Robinson's book consists of 400 manuscript photofacsimilies,
each facing one of an additional 400 pages of "diplomatic"
transcriptions that reproduce the words and the subtleties of the
manuscript.
Using this technique, Robinson, one of the world's leading
scholars on Frankenstein, graphically recreates the process by
which the novel was composed, especially as it relates to the
involvement of the author's husband, the poet Percy Bysshe
Shelley. Many people do not realize that he read the entire
draft, made alterations in the manuscript draft, wrote part of
the fair copy and even oversaw some of the printing of his wife's
book.
To illustrate the collaboration between the Shelleys,
Robinson employs different fonts for their often similar
handwriting. He also uses different fonts for smear deletions and
for other hands in the manuscript. He provides extensive
footnotes that explain everything from word cancellations and
variant spellings to the way that the Frankenstein notebooks were
assembled and disassembled.
In this unique edition, the exact 1818 text can be seen line
by line in comparison with manuscript transcription. The reader
can see at a glance on one page the text Mary Shelley originally
wrote, the text as altered by both Shelleys and the text as it
was published a few months later. It also puts to rest the long-
held belief that Percy Shelley wrote certain passages of the
novel, when, in fact, he worked merely as an editorial adviser to
his wife, Robinson said.
The text makes known for the first time that Mary Shelley
drafted her novel in two notebooks and conceived and wrote
Frankenstein as a two-volume novel. Only after completing her
draft in the spring of 1817 did she reconfigure her text into the
three-volume novel that was published in January 1818.

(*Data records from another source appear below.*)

//! In-memory SQLite layer joining trend records to station metadata.
//!
//! The trend CSV and the NWIS station directory are loaded into two tables
//! and joined through the `trend_catalog` view (see [`schema::create_schema`]).
//! [`TrendCatalog`] is the session-facing handle over that join.
//!
//! # Usage
//!
//! ```rust
//! use pgt_db::TrendCatalog;
//! use pgt_nwis::{StationDirectory, StationRecord, TrendSchema, TrendStore};
//!
//! let trends = TrendStore::from_csv_str(
//!     "site_no,level_0,slope,Trend\n1000,p10,-0.4,decreasing\n2000,p10,0.2,increasing\n",
//!     &TrendSchema::default(),
//! ).unwrap();
//! let stations = StationDirectory::from_records(
//!     trends.site_ids(),
//!     vec![StationRecord { site_no: 1000, station_nm: "Well A".into(), dec_lat_va: 40.1111, dec_long_va: -75.2222 }],
//! ).unwrap();
//!
//! let catalog = TrendCatalog::build(&trends, &stations).unwrap();
//! assert_eq!(catalog.query("Well A").unwrap().len(), 1);
//! assert_eq!(catalog.dropped_sites().unwrap(), vec![2000]);
//! ```

pub mod schema;
mod loader;
mod queries;
pub mod models;

use log::{info, warn};
use pgt_nwis::{StationDirectory, TrendStore};
use rusqlite::Connection;
use std::cell::RefCell;
use std::rc::Rc;

pub use models::JoinedTrendRecord;

/// In-memory SQLite database holding trends and stations.
///
/// Cheaply cloneable (via `Rc`) for sharing across Dioxus components in a
/// single-threaded WASM environment.
#[derive(Clone)]
pub struct Database {
    conn: Rc<RefCell<Connection>>,
}

impl Database {
    /// Create a new in-memory database with the full schema applied.
    pub fn new() -> anyhow::Result<Self> {
        let conn = Connection::open_in_memory()?;
        conn.execute_batch(schema::create_schema())?;
        Ok(Self {
            conn: Rc::new(RefCell::new(conn)),
        })
    }
}

impl PartialEq for Database {
    fn eq(&self, other: &Self) -> bool {
        Rc::ptr_eq(&self.conn, &other.conn)
    }
}

/// Trend records joined to station names, queryable by station name.
#[derive(Clone, PartialEq)]
pub struct TrendCatalog {
    db: Database,
}

impl TrendCatalog {
    /// Load both sources and inner join them on site number.
    ///
    /// Trend sites without station metadata are dropped; the drop is logged
    /// and reported by [`TrendCatalog::dropped_sites`].
    pub fn build(trends: &TrendStore, stations: &StationDirectory) -> anyhow::Result<Self> {
        let db = Database::new()?;
        db.load_trends(trends)?;
        db.load_stations(stations)?;

        let dropped = db.query_dropped_sites()?;
        if !dropped.is_empty() {
            warn!(
                "trend catalog: {} sites have trends but no station metadata, dropped: {:?}",
                dropped.len(),
                dropped
            );
        }
        info!(
            "trend catalog: {} joined rows for {} stations",
            db.count_catalog_rows()?,
            stations.len()
        );
        Ok(Self { db })
    }

    /// Rows of one station in load order; empty for an unknown name.
    pub fn query(&self, station_nm: &str) -> anyhow::Result<Vec<JoinedTrendRecord>> {
        self.db.query_station_trends(station_nm)
    }

    /// Station names that have at least one joined row, alphabetically.
    pub fn station_names(&self) -> anyhow::Result<Vec<String>> {
        self.db.query_station_names()
    }

    /// Site numbers present in the trends but missing from the stations.
    pub fn dropped_sites(&self) -> anyhow::Result<Vec<u64>> {
        self.db.query_dropped_sites()
    }

    /// Number of joined rows.
    pub fn len(&self) -> anyhow::Result<usize> {
        self.db.count_catalog_rows()
    }

    pub fn is_empty(&self) -> anyhow::Result<bool> {
        Ok(self.len()? == 0)
    }
}

#[cfg(test)]
mod tests {
    use super::*;
    use pgt_nwis::{StationRecord, TrendClass, TrendSchema};

    const TRENDS_CSV: &str = "\
site_no,level_0,slope,Trend
1000,p90,0.31,increasing
1000,p10,-0.42,decreasing
12345678,p10,1.2,increasing
1000,p50,0.05,no trend
12345678,p50,0.8,increasing
555,p10,0.0,no trend
";

    fn station(site_no: u64, name: &str, lat: f64, long: f64) -> StationRecord {
        StationRecord {
            site_no,
            station_nm: name.to_string(),
            dec_lat_va: lat,
            dec_long_va: long,
        }
    }

    fn catalog() -> TrendCatalog {
        let trends = TrendStore::from_csv_str(TRENDS_CSV, &TrendSchema::default()).unwrap();
        let stations = StationDirectory::from_records(
            trends.site_ids(),
            vec![
                station(1000, "Well A", 40.1111, -75.2222),
                station(12345678, "CE  118", 40.9, -77.8),
                station(999, "Unused", 41.0, -76.0),
            ],
        )
        .unwrap();
        TrendCatalog::build(&trends, &stations).unwrap()
    }

    #[test]
    fn database_creates_successfully() {
        assert!(Database::new().is_ok(), "Database should create without errors");
    }

    #[test]
    fn query_preserves_load_order() {
        let rows = catalog().query("Well A").unwrap();
        let percentiles: Vec<&str> = rows.iter().map(|r| r.percentile.as_str()).collect();
        assert_eq!(percentiles, vec!["p90", "p10", "p50"]);
        assert_eq!(rows[1].trend, TrendClass::Decreasing);
        assert!(rows.iter().all(|r| r.station_nm == "Well A" && r.site_no == 1000));
    }

    #[test]
    fn query_returns_trend_text_as_loaded() {
        let trends = TrendStore::from_csv_str(
            "site_no,level_0,slope,Trend\n1000,p10,-0.4,Decreasing\n1000,p50,0.3,up\n",
            &TrendSchema::default(),
        )
        .unwrap();
        let stations = StationDirectory::from_records(
            trends.site_ids(),
            vec![station(1000, "Well A", 40.1111, -75.2222)],
        )
        .unwrap();
        let rows = TrendCatalog::build(&trends, &stations)
            .unwrap()
            .query("Well A")
            .unwrap();
        assert_eq!(rows[0].trend_label, "Decreasing");
        assert_eq!(rows[0].trend, TrendClass::Decreasing);
        assert_eq!(rows[1].trend_label, "up");
        assert_eq!(rows[1].trend, TrendClass::Increasing);
    }

    #[test]
    fn query_unknown_station_is_empty() {
        assert!(catalog().query("No Such Well").unwrap().is_empty());
        assert!(catalog().query("").unwrap().is_empty());
    }

    #[test]
    fn join_keeps_one_row_per_trend_row() {
        let catalog = catalog();
        // names were normalized by the directory
        let rows = catalog.query("CE 118").unwrap();
        assert_eq!(rows.len(), 2);
        assert_eq!(rows[0].site_no, 12345678);
        // 6 trend rows, site 555 has no station
        assert_eq!(catalog.len().unwrap(), 5);
    }

    #[test]
    fn join_reports_dropped_sites() {
        assert_eq!(catalog().dropped_sites().unwrap(), vec![555]);
    }

    #[test]
    fn station_names_only_lists_joined_stations() {
        assert_eq!(
            catalog().station_names().unwrap(),
            vec!["CE 118".to_string(), "Well A".to_string()]
        );
    }

    #[test]
    fn catalog_is_cloneable() {
        let catalog = catalog();
        let clone = catalog.clone();
        assert!(catalog == clone, "Clone should share the same connection");
        assert_eq!(clone.len().unwrap(), 5);
    }
}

Additionally, by imaginative use of running heads and of the
de facto collation that records volume and chapter and page
numbers as well as the printing errors in the 1818 text, Robinson
further reveals the last stages by which Mary Shelley brought her
"hideous progeny" to life.
Robinson is the 1995 recipient of the Distinguished Scholar
Award from the Keats-Shelley Association of American. His other
books include Mary Shelley: Collected Tales, and The Mary Shelley
Reader. He has appeared as an expert on Frankenstein on the Arts
& Entertainment network and the BBC.
Mary Shelley "eloped" with married poet Percy Bysshe Shelley
when she was 16, and she began to write Frankenstein two years
later.
The idea was conceived in the summer of 1816 when the couple
vacationed at Lake Geneva with Lord Byron and other writers and
intellectuals of the day.
The group passed rainy days and nights telling ghost
stories, and Frankenstein was conceived after a night of such
storytelling when Mary struggled to sleep.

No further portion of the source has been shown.